A preteen uses intriguing imaginative skill to learn courage, hard work and the power of imagination itself.

As an 11-year-old, Jack Andrew Fisher seemingly has little interest in matters of intellect; he simply wants to go to summer skateboard camp, regardless of what his report card says. He escapes from his boring family reunion by sneaking into his grandmother’s attic, when a bizarre event portals him to a world of unfamiliar people, bizarre creatures and benevolent/malevolent beings.

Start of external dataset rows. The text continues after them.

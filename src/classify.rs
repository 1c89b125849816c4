//! Link classification.
//!
//! Turns free text into an ordered list of [`ExtractedLink`]s and rewrites
//! accepted URL variants into one canonical form, so dedup keys stay stable
//! regardless of which mirror or subdomain a user pasted.
//!
//! Everything here is pure: no I/O, no state. Text that contains no
//! recognizable link, or a link whose identifier fails validation, simply
//! yields no entries.
//!
//! # Accepted shapes
//!
//! | Provider | Shape | Example |
//! |----------|-------|---------|
//! | YouTube | canonical | `https://www.youtube.com/watch?v=dQw4w9WgXcQ` |
//! | YouTube | short link | `https://youtu.be/dQw4w9WgXcQ` |
//! | YouTube | music subdomain | `https://music.youtube.com/watch?v=dQw4w9WgXcQ` |
//! | YouTube | mobile | `https://m.youtube.com/watch?v=dQw4w9WgXcQ` |
//! | YouTube | shorts | `https://youtube.com/shorts/dQw4w9WgXcQ` |
//! | SoundCloud | track page | `https://soundcloud.com/artist/track-name` |

use regex::Regex;
use std::collections::HashSet;
use std::sync::LazyLock;
use url::Url;

use crate::models::{ExtractedLink, ProviderKind};

/// Canonical prefix every accepted YouTube variant is rewritten to.
pub const YOUTUBE_CANONICAL_PREFIX: &str = "https://www.youtube.com/watch?v=";
/// Canonical prefix for SoundCloud track pages.
pub const SOUNDCLOUD_CANONICAL_PREFIX: &str = "https://soundcloud.com/";

const YOUTUBE_ID_LEN: usize = 11;

/// Candidate URL tokens in free text. Angle brackets and parentheses are
/// excluded so `<https://...>` and markdown links split cleanly.
static URL_TOKEN: LazyLock<Regex> =
    LazyLock::new(|| Regex::new(r#"(?i)https?://[^\s<>"'()\[\]{}|\\^`]+"#).unwrap());

static YOUTUBE_PATTERNS: LazyLock<Vec<Regex>> = LazyLock::new(|| {
    [
        // www / bare / music. / m. watch pages, `v` anywhere in the query
        r"(?i)^https?://(?:www\.|m\.|music\.)?youtube\.com/watch\?(?:[^#]*&)?v=([A-Za-z0-9_-]{11})(?:[&#]|$)",
        r"(?i)^https?://(?:www\.)?youtu\.be/([A-Za-z0-9_-]{11})(?:[/?&#]|$)",
        r"(?i)^https?://(?:www\.|m\.)?youtube\.com/shorts/([A-Za-z0-9_-]{11})(?:[/?&#]|$)",
    ]
    .iter()
    .map(|p| Regex::new(p).unwrap())
    .collect()
});

static YOUTUBE_ID: LazyLock<Regex> =
    LazyLock::new(|| Regex::new(r"^[A-Za-z0-9_-]{11}$").unwrap());

static SOUNDCLOUD_TRACK: LazyLock<Regex> = LazyLock::new(|| {
    Regex::new(
        r"(?i)^https?://(?:www\.|m\.)?soundcloud\.com/([A-Za-z0-9_-]+)/([A-Za-z0-9_-]+)/?(?:[?#]|$)",
    )
    .unwrap()
});

/// Profile tabs that look like `user/track` but are not tracks.
const SOUNDCLOUD_NON_TRACK_SEGMENTS: &[&str] = &[
    "sets",
    "likes",
    "tracks",
    "albums",
    "reposts",
    "followers",
    "following",
    "popular-tracks",
    "comments",
];

/// Extract every recognizable music link from `text`.
///
/// Links are returned in order of first appearance. A URL that appears more
/// than once (by exact text) is returned once. Unknown domains and links that
/// fail identifier validation are dropped.
pub fn extract_links(text: &str) -> Vec<ExtractedLink> {
    let mut seen = HashSet::new();
    let mut links = Vec::new();

    for m in URL_TOKEN.find_iter(text) {
        let raw = trim_trailing_punctuation(m.as_str());
        if !seen.insert(raw.to_string()) {
            continue;
        }

        let provider = identify_provider(raw);
        if provider == ProviderKind::Unknown {
            continue;
        }

        if let Some(external_id) = extract_external_id(raw) {
            links.push(ExtractedLink {
                raw_url: raw.to_string(),
                provider,
                external_id,
            });
        }
    }

    links
}

/// Classify a URL by domain alone.
///
/// A case-insensitive substring test, deliberately independent of the
/// extraction patterns, for URLs that arrive already parsed.
pub fn identify_provider(url: &str) -> ProviderKind {
    let lower = url.to_ascii_lowercase();
    if lower.contains("youtube.com") || lower.contains("youtu.be") {
        ProviderKind::YouTube
    } else if lower.contains("soundcloud.com") {
        ProviderKind::SoundCloud
    } else {
        ProviderKind::Unknown
    }
}

/// Derive the platform identifier for a URL.
///
/// For YouTube this is the 11-character video id; anything shorter or longer
/// is rejected. For SoundCloud it is the lowercased `user/track` path.
pub fn extract_external_id(url: &str) -> Option<String> {
    match identify_provider(url) {
        ProviderKind::YouTube => extract_youtube_video_id(url),
        ProviderKind::SoundCloud => extract_soundcloud_path(url),
        ProviderKind::Unknown => None,
    }
}

/// Rewrite any accepted variant to its canonical URL.
pub fn normalize(url: &str) -> Option<String> {
    match identify_provider(url) {
        ProviderKind::YouTube => {
            extract_youtube_video_id(url).map(|id| format!("{}{}", YOUTUBE_CANONICAL_PREFIX, id))
        }
        ProviderKind::SoundCloud => {
            extract_soundcloud_path(url).map(|path| format!("{}{}", SOUNDCLOUD_CANONICAL_PREFIX, path))
        }
        ProviderKind::Unknown => None,
    }
}

/// Whether a YouTube URL points at (or carries) a playlist.
pub fn is_youtube_playlist(url: &str) -> bool {
    match Url::parse(url) {
        Ok(parsed) => {
            host_matches(&parsed, "youtube.com") && parsed.query_pairs().any(|(k, _)| k == "list")
        }
        Err(_) => false,
    }
}

/// Whether a URL is a YouTube Shorts link.
pub fn is_youtube_shorts(url: &str) -> bool {
    url.to_ascii_lowercase().contains("/shorts/")
}

fn extract_youtube_video_id(url: &str) -> Option<String> {
    for pattern in YOUTUBE_PATTERNS.iter() {
        if let Some(caps) = pattern.captures(url) {
            return Some(caps[1].to_string());
        }
    }

    // Fallback: parse the URL and look at the path / query directly.
    let parsed = Url::parse(url).ok()?;
    let candidate = if host_matches(&parsed, "youtu.be") {
        parsed
            .path_segments()
            .and_then(|mut segs| segs.next())
            .map(str::to_string)
    } else if host_matches(&parsed, "youtube.com") {
        parsed
            .query_pairs()
            .find(|(k, _)| k == "v")
            .map(|(_, v)| v.into_owned())
            .or_else(|| {
                let segs: Vec<&str> = parsed.path_segments()?.collect();
                match segs.as_slice() {
                    ["embed" | "shorts" | "live" | "v", id, ..] => Some(id.to_string()),
                    _ => None,
                }
            })
    } else {
        None
    };

    candidate.filter(|id| id.len() == YOUTUBE_ID_LEN && YOUTUBE_ID.is_match(id))
}

fn extract_soundcloud_path(url: &str) -> Option<String> {
    let caps = SOUNDCLOUD_TRACK.captures(url)?;
    let user = caps[1].to_ascii_lowercase();
    let track = caps[2].to_ascii_lowercase();
    if SOUNDCLOUD_NON_TRACK_SEGMENTS.contains(&track.as_str()) {
        return None;
    }
    Some(format!("{}/{}", user, track))
}

fn host_matches(url: &Url, domain: &str) -> bool {
    match url.host_str() {
        Some(host) => {
            let host = host.to_ascii_lowercase();
            host == domain || host.ends_with(&format!(".{}", domain))
        }
        None => false,
    }
}

/// Sentence punctuation that commonly trails a pasted URL.
fn trim_trailing_punctuation(token: &str) -> &str {
    token.trim_end_matches(['.', ',', ';', ':', '!', '?'])
}
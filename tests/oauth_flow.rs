use axum::{extract::State, http::StatusCode, routing::get, routing::post, Form, Json, Router};
use chrono::{Duration as ChronoDuration, Utc};
use serde_json::json;
use std::collections::{BTreeSet, HashMap};
use std::net::SocketAddr;
use std::path::{Path, PathBuf};
use std::sync::atomic::{AtomicUsize, Ordering};
use std::sync::{Arc, Mutex};
use std::time::Duration;
use tempfile::TempDir;
use tokio_util::sync::CancellationToken;

use playlist_relay::models::ProviderKind;
use playlist_relay::oauth::credential;
use playlist_relay::oauth::pkce::challenge_for;
use playlist_relay::oauth::{
    AuthError, AuthScheme, AuthState, BrowserLauncher, OAuthClientConfig, OAuthCredential,
    TokenManager,
};

// ---------------------------------------------------------------------------
// Stand-in authorization server
// ---------------------------------------------------------------------------

struct MockAuth {
    token_requests: Mutex<Vec<HashMap<String, String>>>,
    token_status: Mutex<StatusCode>,
    issue_refresh_token: bool,
    probe_status: StatusCode,
    probe_hits: AtomicUsize,
}

impl MockAuth {
    fn new() -> Self {
        Self {
            token_requests: Mutex::new(Vec::new()),
            token_status: Mutex::new(StatusCode::OK),
            issue_refresh_token: true,
            probe_status: StatusCode::OK,
            probe_hits: AtomicUsize::new(0),
        }
    }

    fn requests(&self) -> Vec<HashMap<String, String>> {
        self.token_requests.lock().unwrap().clone()
    }
}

He receives a generous tourist pass and is taken in by both the good-natured Widget Family and the curmudgeonly but virtuous Aladdeus Gaelblade. Jack learns that the people in his newfound world have a special gift of weaving—the ability to summon one’s imagination to create things. One must use weaving for only good purposes, of course, with the quality of the finished product dependent upon the weaver’s personal character and diligence. The tale skillfully builds when the reader learns that quality weaving will inevitably be required to thwart the revenge of the evil Grimsnipe. Rohan combines all the elements of basic fantasy—a young hero, mentors, villains, something to be saved, special powers and, of course, magical creatures—with the more elusive combination of great storytelling that appeals to a wide audience. The book’s combination of action, political intrigue with corruption, a love story (or stories), a bit of nostalgia and an endearing dog will certainly appeal to both boys and girls. The alternate world mingles quasi-historical fiction with fantasy, as men tip their hats to ladies, horses are used instead of cars and bread is baked fresh in the home. The fantasy cleverly parallels our contemporary world in notions such as terror and readily presenting one’s identification—a trend, indeed, of both reality and the genre. The number of characters and their qualities is significant but never the overwhelming amount characteristic of some stories in the genre. Humor is also judicious and subtle, as in the brainless, pear-shaped Bluntogs. It may be ironic that the epilogue is almost too explanatory; however, the theme of imagination’s creative power is enough to inspire the anticipation of an even bigger climax in a potential sequel.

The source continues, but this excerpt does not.